Stored items:
----
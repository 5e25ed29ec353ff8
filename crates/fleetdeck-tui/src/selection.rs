//! List selection and stale-safe detail loading.
//!
//! When the operator scrolls a list quickly, each selection starts a detail
//! load and the loads can resolve out of order. [`StaleSafeLoader`] tags
//! every invocation and applies only the most recent one's result.
//!
//! Selection changes carry their [`SelectionOrigin`] so that a list
//! repositioning itself after a refresh does not trigger loads meant for
//! operator navigation.

use std::future::Future;
use std::sync::Arc;
use std::sync::atomic::{AtomicU64, Ordering};

use futures_util::FutureExt;
use futures_util::future::BoxFuture;
use tracing::debug;

/// Who moved the selection.
#[derive(Debug, Clone, Copy, PartialEq, Eq)]
pub enum SelectionOrigin {
    /// Set by code, e.g. restoring the cursor after a refresh
    Programmatic,
    /// Moved by the operator
    User,
}

/// A selection change worth reacting to.
#[derive(Debug, Clone, Copy, PartialEq, Eq)]
pub struct SelectionChange {
    pub index: usize,
    pub origin: SelectionOrigin,
}

impl SelectionChange {
    /// Only operator-initiated changes should start loads.
    pub fn should_load(&self) -> bool {
        self.origin == SelectionOrigin::User
    }
}

/// Cursor over a list of `len` rows.
#[derive(Debug, Clone, Copy, Default, PartialEq, Eq)]
pub struct ListSelection {
    index: Option<usize>,
    len: usize,
}

impl ListSelection {
    pub fn index(&self) -> Option<usize> {
        self.index
    }

    pub fn len(&self) -> usize {
        self.len
    }

    pub fn is_empty(&self) -> bool {
        self.len == 0
    }

    /// Update the row count, clamping the cursor. Returns the change, if the
    /// cursor moved, as programmatic.
    pub fn set_len(&mut self, len: usize) -> Option<SelectionChange> {
        self.len = len;
        let clamped = match (self.index, len) {
            (_, 0) => None,
            (None, _) => Some(0),
            (Some(i), n) => Some(i.min(n - 1)),
        };
        if clamped == self.index {
            return None;
        }
        self.index = clamped;
        clamped.map(|index| SelectionChange {
            index,
            origin: SelectionOrigin::Programmatic,
        })
    }

    /// Move the cursor by `delta` rows. Returns `None` at the list edge.
    pub fn move_by(&mut self, delta: isize, origin: SelectionOrigin) -> Option<SelectionChange> {
        let current = self.index?;
        let target = current.checked_add_signed(delta)?;
        if target >= self.len || target == current {
            return None;
        }
        self.index = Some(target);
        Some(SelectionChange {
            index: target,
            origin,
        })
    }

    pub fn select(&mut self, index: usize, origin: SelectionOrigin) -> Option<SelectionChange> {
        if index >= self.len || self.index == Some(index) {
            return None;
        }
        self.index = Some(index);
        Some(SelectionChange { index, origin })
    }
}

type LoadFn<I, T> = Arc<dyn Fn(I) -> BoxFuture<'static, T> + Send + Sync>;
type ApplyFn<T> = Arc<dyn Fn(T) + Send + Sync>;

/// Applies only the latest invocation's result.
pub struct StaleSafeLoader<I, T> {
    name: &'static str,
    token: Arc<AtomicU64>,
    load: LoadFn<I, T>,
    apply: ApplyFn<T>,
}

impl<I, T> Clone for StaleSafeLoader<I, T> {
    fn clone(&self) -> Self {
        Self {
            name: self.name,
            token: self.token.clone(),
            load: self.load.clone(),
            apply: self.apply.clone(),
        }
    }
}

impl<I: Send + 'static, T: Send + 'static> StaleSafeLoader<I, T> {
    pub fn new<L, Fut, A>(name: &'static str, load: L, apply: A) -> Self
    where
        L: Fn(I) -> Fut + Send + Sync + 'static,
        Fut: Future<Output = T> + Send + 'static,
        A: Fn(T) + Send + Sync + 'static,
    {
        Self {
            name,
            token: Arc::new(AtomicU64::new(0)),
            load: Arc::new(move |input| load(input).boxed()),
            apply: Arc::new(apply),
        }
    }

    /// Load for `input` and apply the result unless a newer call started
    /// meanwhile. Returns whether the result was applied.
    pub async fn run(&self, input: I) -> bool {
        let token = self.token.fetch_add(1, Ordering::SeqCst) + 1;
        let result = (self.load)(input).await;
        if self.token.load(Ordering::SeqCst) != token {
            debug!(loader = self.name, token, "Dropped superseded selection load");
            return false;
        }
        (self.apply)(result);
        true
    }

    /// Make every in-flight load stale.
    pub fn invalidate(&self) {
        self.token.fetch_add(1, Ordering::SeqCst);
    }
}

#[cfg(test)]
mod tests {
    use std::sync::Mutex;
    use std::time::Duration;

    use super::*;

    #[tokio::test]
    async fn test_only_latest_result_applied() {
        let applied = Arc::new(Mutex::new(Vec::new()));
        let sink = applied.clone();
        let loader = StaleSafeLoader::new(
            "space-devices",
            |space: &'static str| async move {
                // Earlier selections resolve later.
                let delay = if space == "a" { 40 } else { 5 };
                tokio::time::sleep(Duration::from_millis(delay)).await;
                space
            },
            move |space| sink.lock().unwrap().push(space),
        );

        let slow = tokio::spawn({
            let loader = loader.clone();
            async move { loader.run("a").await }
        });
        tokio::time::sleep(Duration::from_millis(1)).await;
        let fast = loader.run("b").await;

        assert!(fast);
        assert!(!slow.await.unwrap());
        assert_eq!(*applied.lock().unwrap(), vec!["b"]);
    }

    #[tokio::test]
    async fn test_invalidate_drops_in_flight() {
        let applied = Arc::new(Mutex::new(0));
        let sink = applied.clone();
        let loader = StaleSafeLoader::new(
            "detail",
            |n: u32| async move {
                tokio::time::sleep(Duration::from_millis(10)).await;
                n
            },
            move |n| *sink.lock().unwrap() += n,
        );
        let pending = tokio::spawn({
            let loader = loader.clone();
            async move { loader.run(5).await }
        });
        tokio::time::sleep(Duration::from_millis(1)).await;
        loader.invalidate();
        assert!(!pending.await.unwrap());
        assert_eq!(*applied.lock().unwrap(), 0);
    }

    #[test]
    fn test_list_selection_moves_and_clamps() {
        let mut selection = ListSelection::default();
        assert_eq!(
            selection.set_len(3),
            Some(SelectionChange {
                index: 0,
                origin: SelectionOrigin::Programmatic
            })
        );
        assert_eq!(selection.move_by(-1, SelectionOrigin::User), None);
        let change = selection.move_by(2, SelectionOrigin::User).unwrap();
        assert_eq!(change.index, 2);
        assert!(change.should_load());
        assert_eq!(selection.move_by(1, SelectionOrigin::User), None);

        let change = selection.set_len(2).unwrap();
        assert_eq!(change.index, 1);
        assert!(!change.should_load());

        assert_eq!(selection.set_len(0), None);
        assert_eq!(selection.index(), None);
        assert!(selection.is_empty());
    }
}
//! Keyboard input events and the bounded input queue.
//!
//! [`InputController`] serializes event handling: one event is in flight at
//! a time, in arrival order. The queue is bounded; when full, the oldest
//! pending event is dropped and counted. Critical events (Ctrl+C, Ctrl+D)
//! skip the queue so the operator can always get out.

use std::collections::VecDeque;
use std::fmt;
use std::future::Future;
use std::sync::{Arc, Mutex, MutexGuard};
use std::time::Instant;

use crossterm::event::{KeyCode, KeyEvent, KeyEventKind, KeyModifiers};
use futures_util::FutureExt;
use futures_util::future::BoxFuture;
use tokio::sync::Notify;
use tracing::{debug, warn};

use crate::panics;

/// One key press, stamped on arrival.
#[derive(Debug, Clone, PartialEq, Eq)]
pub struct InputEvent {
    pub key: KeyEvent,
    pub received_at: Instant,
}

impl InputEvent {
    pub fn new(key: KeyEvent) -> Self {
        Self {
            key,
            received_at: Instant::now(),
        }
    }

    /// Plain key without modifiers.
    pub fn key(code: KeyCode) -> Self {
        Self::new(KeyEvent::new(code, KeyModifiers::NONE))
    }

    pub fn with_modifiers(code: KeyCode, modifiers: KeyModifiers) -> Self {
        Self::new(KeyEvent::new(code, modifiers))
    }

    pub fn char(c: char) -> Self {
        Self::key(KeyCode::Char(c))
    }

    pub fn ctrl(c: char) -> Self {
        Self::with_modifiers(KeyCode::Char(c), KeyModifiers::CONTROL)
    }

    pub fn code(&self) -> KeyCode {
        self.key.code
    }

    pub fn modifiers(&self) -> KeyModifiers {
        self.key.modifiers
    }

    /// Printable character, if the key is one and no Ctrl/Alt is held.
    pub fn character(&self) -> Option<char> {
        match self.key.code {
            KeyCode::Char(c)
                if !self
                    .key
                    .modifiers
                    .intersects(KeyModifiers::CONTROL | KeyModifiers::ALT) =>
            {
                Some(c)
            }
            _ => None,
        }
    }

    pub fn is_ctrl(&self, c: char) -> bool {
        self.key.modifiers.contains(KeyModifiers::CONTROL) && self.key.code == KeyCode::Char(c)
    }

    /// Key releases and repeats reported by some terminals are not input.
    pub fn is_press(&self) -> bool {
        self.key.kind != KeyEventKind::Release
    }
}

impl fmt::Display for InputEvent {
    fn fmt(&self, f: &mut fmt::Formatter<'_>) -> fmt::Result {
        let m = self.key.modifiers;
        if m.contains(KeyModifiers::CONTROL) {
            f.write_str("Ctrl+")?;
        }
        if m.contains(KeyModifiers::ALT) {
            f.write_str("Alt+")?;
        }
        if m.contains(KeyModifiers::SHIFT) && !matches!(self.key.code, KeyCode::Char(_)) {
            f.write_str("Shift+")?;
        }
        match self.key.code {
            KeyCode::Char(c) => write!(f, "{c}"),
            other => write!(f, "{other:?}"),
        }
    }
}

/// Events that bypass the queue: Ctrl+C and Ctrl+D.
pub fn is_critical(event: &InputEvent) -> bool {
    event.is_ctrl('c') || event.is_ctrl('d')
}

/// Async handler invoked for each event.
pub type InputHandlerFn<E> = Arc<dyn Fn(E) -> BoxFuture<'static, anyhow::Result<()>> + Send + Sync>;

/// Receives handler failures (returned errors and panics).
pub type InputErrorFn = Arc<dyn Fn(anyhow::Error) + Send + Sync>;

/// Decides which events bypass the queue.
pub type CriticalFn<E> = Arc<dyn Fn(&E) -> bool + Send + Sync>;

/// Queue counters.
#[derive(Debug, Clone, Copy, Default, PartialEq, Eq)]
pub struct InputState {
    pub queue_depth: usize,
    pub dropped_events: u64,
    pub in_flight: bool,
}

/// What happened to a dispatched event.
#[derive(Debug, Clone, Copy, PartialEq, Eq)]
pub enum DispatchReceipt {
    /// Queued for in-order handling
    Queued,
    /// Queued, after evicting the oldest pending event
    QueuedWithDrop,
    /// Handled immediately, outside the queue
    Bypassed,
    /// Controller is shut down
    Rejected,
}

struct QueueState<E> {
    events: VecDeque<E>,
    dropped: u64,
    draining: bool,
    in_flight: bool,
    closed: bool,
}

struct Shared<E> {
    queue: Mutex<QueueState<E>>,
    idle: Notify,
    capacity: usize,
    handler: InputHandlerFn<E>,
    on_error: InputErrorFn,
    is_critical: CriticalFn<E>,
}

impl<E> Shared<E> {
    fn lock(&self) -> MutexGuard<'_, QueueState<E>> {
        // Queue state stays consistent even if a holder panicked.
        self.queue.lock().unwrap_or_else(|poisoned| poisoned.into_inner())
    }
}

/// Bounded FIFO input queue with a single drain task.
///
/// Must be used from within a tokio runtime.
pub struct InputController<E> {
    shared: Arc<Shared<E>>,
}

impl<E> Clone for InputController<E> {
    fn clone(&self) -> Self {
        Self {
            shared: self.shared.clone(),
        }
    }
}

impl<E: Send + 'static> InputController<E> {
    /// Create a controller. `capacity` of zero is treated as one.
    pub fn new<H, Fut, C, R>(capacity: usize, handler: H, is_critical: C, on_error: R) -> Self
    where
        H: Fn(E) -> Fut + Send + Sync + 'static,
        Fut: Future<Output = anyhow::Result<()>> + Send + 'static,
        C: Fn(&E) -> bool + Send + Sync + 'static,
        R: Fn(anyhow::Error) + Send + Sync + 'static,
    {
        let handler: InputHandlerFn<E> = Arc::new(move |event| handler(event).boxed());
        Self {
            shared: Arc::new(Shared {
                queue: Mutex::new(QueueState {
                    events: VecDeque::with_capacity(capacity.max(1)),
                    dropped: 0,
                    draining: false,
                    in_flight: false,
                    closed: false,
                }),
                idle: Notify::new(),
                capacity: capacity.max(1),
                handler,
                on_error: Arc::new(on_error),
                is_critical: Arc::new(is_critical),
            }),
        }
    }

    /// Accept an event.
    ///
    /// Critical events run immediately on their own task. Everything else
    /// is appended to the queue, evicting the oldest pending event when
    /// full, and a drain task is started if none is running.
    pub fn dispatch(&self, event: E) -> DispatchReceipt {
        if (self.shared.is_critical)(&event) {
            if self.shared.lock().closed {
                return DispatchReceipt::Rejected;
            }
            let handler = self.shared.handler.clone();
            let on_error = self.shared.on_error.clone();
            tokio::spawn(async move {
                run_handler(&handler, &on_error, event).await;
            });
            return DispatchReceipt::Bypassed;
        }

        let (receipt, start_drain) = {
            let mut queue = self.shared.lock();
            if queue.closed {
                return DispatchReceipt::Rejected;
            }
            let mut receipt = DispatchReceipt::Queued;
            if queue.events.len() >= self.shared.capacity {
                queue.events.pop_front();
                queue.dropped += 1;
                receipt = DispatchReceipt::QueuedWithDrop;
                warn!(
                    dropped_events = queue.dropped,
                    capacity = self.shared.capacity,
                    "Input queue full, dropped oldest event"
                );
            }
            queue.events.push_back(event);
            let start_drain = !queue.draining;
            queue.draining = true;
            (receipt, start_drain)
        };

        if start_drain {
            tokio::spawn(drain(self.shared.clone()));
        }
        receipt
    }

    pub fn state(&self) -> InputState {
        let queue = self.shared.lock();
        InputState {
            queue_depth: queue.events.len(),
            dropped_events: queue.dropped,
            in_flight: queue.in_flight,
        }
    }

    /// Drop all pending events. The event in flight, if any, completes.
    pub fn clear(&self) {
        let mut queue = self.shared.lock();
        let cleared = queue.events.len();
        queue.events.clear();
        debug!(cleared, "Input queue cleared");
    }

    /// Stop accepting events and drop everything pending.
    pub fn shutdown(&self) {
        let mut queue = self.shared.lock();
        queue.closed = true;
        queue.events.clear();
    }

    /// Wait until the queue is empty and nothing is in flight.
    pub async fn wait_idle(&self) {
        loop {
            let notified = self.shared.idle.notified();
            {
                let queue = self.shared.lock();
                if !queue.draining && queue.events.is_empty() {
                    return;
                }
            }
            notified.await;
        }
    }
}

async fn run_handler<E>(handler: &InputHandlerFn<E>, on_error: &InputErrorFn, event: E) {
    match panics::contain_future(handler(event)).await {
        Ok(Ok(())) => {}
        Ok(Err(err)) => on_error(err),
        Err(message) => on_error(anyhow::anyhow!("Input handler panicked: {message}")),
    }
}

async fn drain<E: Send + 'static>(shared: Arc<Shared<E>>) {
    loop {
        let next = {
            let mut queue = shared.lock();
            match queue.events.pop_front() {
                Some(event) if !queue.closed => {
                    queue.in_flight = true;
                    Some(event)
                }
                _ => {
                    queue.in_flight = false;
                    queue.draining = false;
                    None
                }
            }
        };

        let Some(event) = next else {
            shared.idle.notify_waiters();
            return;
        };

        run_handler(&shared.handler, &shared.on_error, event).await;
        shared.lock().in_flight = false;
    }
}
----
## What you have to do:
Give the number of lines above in which the word "contains" occurs, with nothing else.

## Your solution:
4